(Stored items)

use std::collections::HashMap;

use async_trait::async_trait;
use intraextra_application::{LayoutDocument, LayoutRepository, LayoutScope};
use intraextra_core::AppResult;
use tokio::sync::RwLock;
use tracing::debug;

/// Process-local layout store keyed like browser local storage.
#[derive(Debug, Default)]
pub struct InMemoryLayoutRepository {
    documents: RwLock<HashMap<String, LayoutDocument>>,
}

impl InMemoryLayoutRepository {
    /// Creates an empty in-memory repository.
    #[must_use]
    pub fn new() -> Self {
        Self {
            documents: RwLock::new(HashMap::new()),
        }
    }
}

#[async_trait]
impl LayoutRepository for InMemoryLayoutRepository {
    async fn save_layout(&self, scope: &LayoutScope, document: LayoutDocument) -> AppResult<()> {
        self.documents
            .write()
            .await
            .insert(scope.local_key(), document);
        debug!(page_id = %scope.page_id, "layout saved in memory");
        Ok(())
    }

    async fn find_layout(&self, scope: &LayoutScope) -> AppResult<Option<LayoutDocument>> {
        Ok(self.documents.read().await.get(&scope.local_key()).cloned())
    }

    async fn delete_layout(&self, scope: &LayoutScope) -> AppResult<()> {
        self.documents.write().await.remove(&scope.local_key());
        debug!(page_id = %scope.page_id, "layout cleared from memory");
        Ok(())
    }
}
//! Per-page layout editor state machine.
//!
//! A [`LayoutController`] owns the card list and grid size of one mounted
//! page. Gestures are synchronous `&mut self` calls; calls made outside the
//! mode they need are ignored and report `false`/`None` rather than failing.

use std::collections::BTreeSet;
use std::sync::Arc;

use intraextra_core::PageId;
use intraextra_domain::{GridCell, GridDimensions, GridOptions, PointerPosition, Section};

use crate::ContentMeasurer;

mod cards;
mod drag;
mod grid;
mod resize;
mod settle;


/// Top-level editor mode.
#[derive(Debug, Clone, Copy, PartialEq, Eq, Hash)]
pub enum EditorMode {
    /// Read-only presentation. Initial mode.
    View,
    /// Gestures and configuration changes are enabled.
    Edit,
}

impl EditorMode {
    /// Returns a stable lowercase name.
    #[must_use]
    pub fn as_str(&self) -> &'static str {
        match self {
            Self::View => "view",
            Self::Edit => "edit",
        }
    }
}

/// Layout state handed to persistence when a lock is confirmed.
#[derive(Debug, Clone, PartialEq, Eq)]
pub struct LayoutSnapshot {
    /// Page the layout belongs to.
    pub page_id: PageId,
    /// Cards in display order.
    pub sections: Vec<Section>,
    /// Grid size at lock time.
    pub dimensions: GridDimensions,
}

/// Emitted once per batch of layout mutations when the layout settles.
#[derive(Debug, Clone, PartialEq, Eq)]
pub struct LayoutSettled {
    /// Page the event belongs to.
    pub page_id: PageId,
    /// Mutation counter at settle time.
    pub revision: u64,
    /// Grid size at settle time.
    pub dimensions: GridDimensions,
    /// Cards whose content was clipped when measured.
    pub overflowing: BTreeSet<String>,
}

/// Subscriber notified after each settled batch.
pub trait LayoutObserver: Send + Sync {
    /// Receives a settled-layout event.
    fn layout_settled(&self, event: &LayoutSettled);
}

#[derive(Debug, Clone)]
struct DragState {
    section_id: String,
    target: Option<GridCell>,
}

#[derive(Debug, Clone)]
struct ResizeState {
    section_id: String,
    origin: PointerPosition,
}

/// Editor for one page's card layout.
pub struct LayoutController {
    page_id: PageId,
    sections: Vec<Section>,
    dimensions: GridDimensions,
    options: GridOptions,
    mode: EditorMode,
    lock_pending: bool,
    drag: Option<DragState>,
    resize: Option<ResizeState>,
    grid_guides: bool,
    overflowing: BTreeSet<String>,
    revision: u64,
    settled_revision: u64,
    measurer: Arc<dyn ContentMeasurer>,
    observers: Vec<Arc<dyn LayoutObserver>>,
}

impl LayoutController {
    /// Creates a controller in view mode with the default grid size.
    ///
    /// The initial state counts as unsettled so the first [`Self::settle`]
    /// measures overflow.
    #[must_use]
    pub fn new(
        page_id: PageId,
        sections: Vec<Section>,
        options: GridOptions,
        measurer: Arc<dyn ContentMeasurer>,
    ) -> Self {
        Self {
            page_id,
            sections,
            dimensions: options.defaults(),
            options,
            mode: EditorMode::View,
            lock_pending: false,
            drag: None,
            resize: None,
            grid_guides: true,
            overflowing: BTreeSet::new(),
            revision: 1,
            settled_revision: 0,
            measurer,
            observers: Vec::new(),
        }
    }

    /// Seeds a persisted grid size, clamped into the configured bounds.
    #[must_use]
    pub fn with_dimensions(mut self, dimensions: GridDimensions) -> Self {
        self.dimensions = self.options.clamp(dimensions);
        self
    }

    /// Returns the page id.
    #[must_use]
    pub fn page_id(&self) -> &PageId {
        &self.page_id
    }

    /// Returns the cards in display order.
    #[must_use]
    pub fn sections(&self) -> &[Section] {
        &self.sections
    }

    /// Finds a card by id.
    #[must_use]
    pub fn section(&self, section_id: &str) -> Option<&Section> {
        self.sections
            .iter()
            .find(|section| section.id().as_str() == section_id)
    }

    /// Returns the current grid size.
    #[must_use]
    pub fn dimensions(&self) -> GridDimensions {
        self.dimensions
    }

    /// Returns the grid options the page mounted with.
    #[must_use]
    pub fn options(&self) -> GridOptions {
        self.options
    }

    /// Returns the current mode.
    #[must_use]
    pub fn mode(&self) -> EditorMode {
        self.mode
    }

    /// Returns whether a lock confirmation is awaiting an answer.
    #[must_use]
    pub fn is_lock_pending(&self) -> bool {
        self.lock_pending
    }

    /// Returns whether a drag gesture is active.
    #[must_use]
    pub fn is_dragging(&self) -> bool {
        self.drag.is_some()
    }

    /// Returns whether a resize gesture is active.
    #[must_use]
    pub fn is_resizing(&self) -> bool {
        self.resize.is_some()
    }

    /// Returns the card being resized.
    #[must_use]
    pub fn resizing_section(&self) -> Option<&str> {
        self.resize.as_ref().map(|state| state.section_id.as_str())
    }

    /// Returns the card being dragged.
    #[must_use]
    pub fn dragged_section(&self) -> Option<&str> {
        self.drag.as_ref().map(|state| state.section_id.as_str())
    }

    /// Returns whether grid guide lines are drawn.
    #[must_use]
    pub fn grid_guides_visible(&self) -> bool {
        self.mode == EditorMode::Edit && self.grid_guides
    }

    /// Flips the guide overlay preference and returns the new value.
    pub fn toggle_grid_guides(&mut self) -> bool {
        self.grid_guides = !self.grid_guides;
        self.grid_guides
    }

    /// Enters edit mode. Returns `false` when already editing.
    pub fn enter_edit_mode(&mut self) -> bool {
        if self.mode == EditorMode::Edit {
            return false;
        }

        self.mode = EditorMode::Edit;
        true
    }

    /// Opens the lock confirmation step. Gestures in progress are abandoned
    /// so the layout being confirmed cannot change.
    pub fn request_lock(&mut self) -> bool {
        if self.mode != EditorMode::Edit || self.lock_pending {
            return false;
        }

        self.lock_pending = true;
        self.drag = None;
        self.resize = None;
        true
    }

    /// Dismisses the lock confirmation; edit mode and all edits remain.
    pub fn cancel_lock(&mut self) -> bool {
        std::mem::replace(&mut self.lock_pending, false)
    }

    /// Confirms the lock, returning to view mode.
    ///
    /// Returns the layout to persist, or `None` when no confirmation was
    /// pending.
    pub fn confirm_lock(&mut self) -> Option<LayoutSnapshot> {
        if !self.lock_pending {
            return None;
        }

        self.lock_pending = false;
        self.drag = None;
        self.resize = None;
        self.mode = EditorMode::View;

        Some(self.snapshot())
    }

    /// Captures the current layout.
    #[must_use]
    pub fn snapshot(&self) -> LayoutSnapshot {
        LayoutSnapshot {
            page_id: self.page_id.clone(),
            sections: self.sections.clone(),
            dimensions: self.dimensions,
        }
    }

    /// Drops cards that fail the predicate, in any mode. Used to apply
    /// visibility rules before a page is shown.
    pub fn retain_sections(&mut self, mut keep: impl FnMut(&Section) -> bool) {
        let before = self.sections.len();
        self.sections.retain(|section| keep(section));
        if self.sections.len() != before {
            self.touch();
        }
    }

    /// Lists cards that extend past the grid edge.
    #[must_use]
    pub fn boundary_violations(&self) -> Vec<&Section> {
        self.sections
            .iter()
            .filter(|section| section.overflows_grid(self.dimensions))
            .collect()
    }

    fn editing(&self) -> bool {
        self.mode == EditorMode::Edit && !self.lock_pending
    }

    fn section_mut(&mut self, section_id: &str) -> Option<&mut Section> {
        self.sections
            .iter_mut()
            .find(|section| section.id().as_str() == section_id)
    }

    fn touch(&mut self) {
        self.revision += 1;
    }
}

### EXERCISE DIRECTIONS
Only a number is wanted here: how many lines of the records above include the string "HashMap"?

### THE ANSWER
3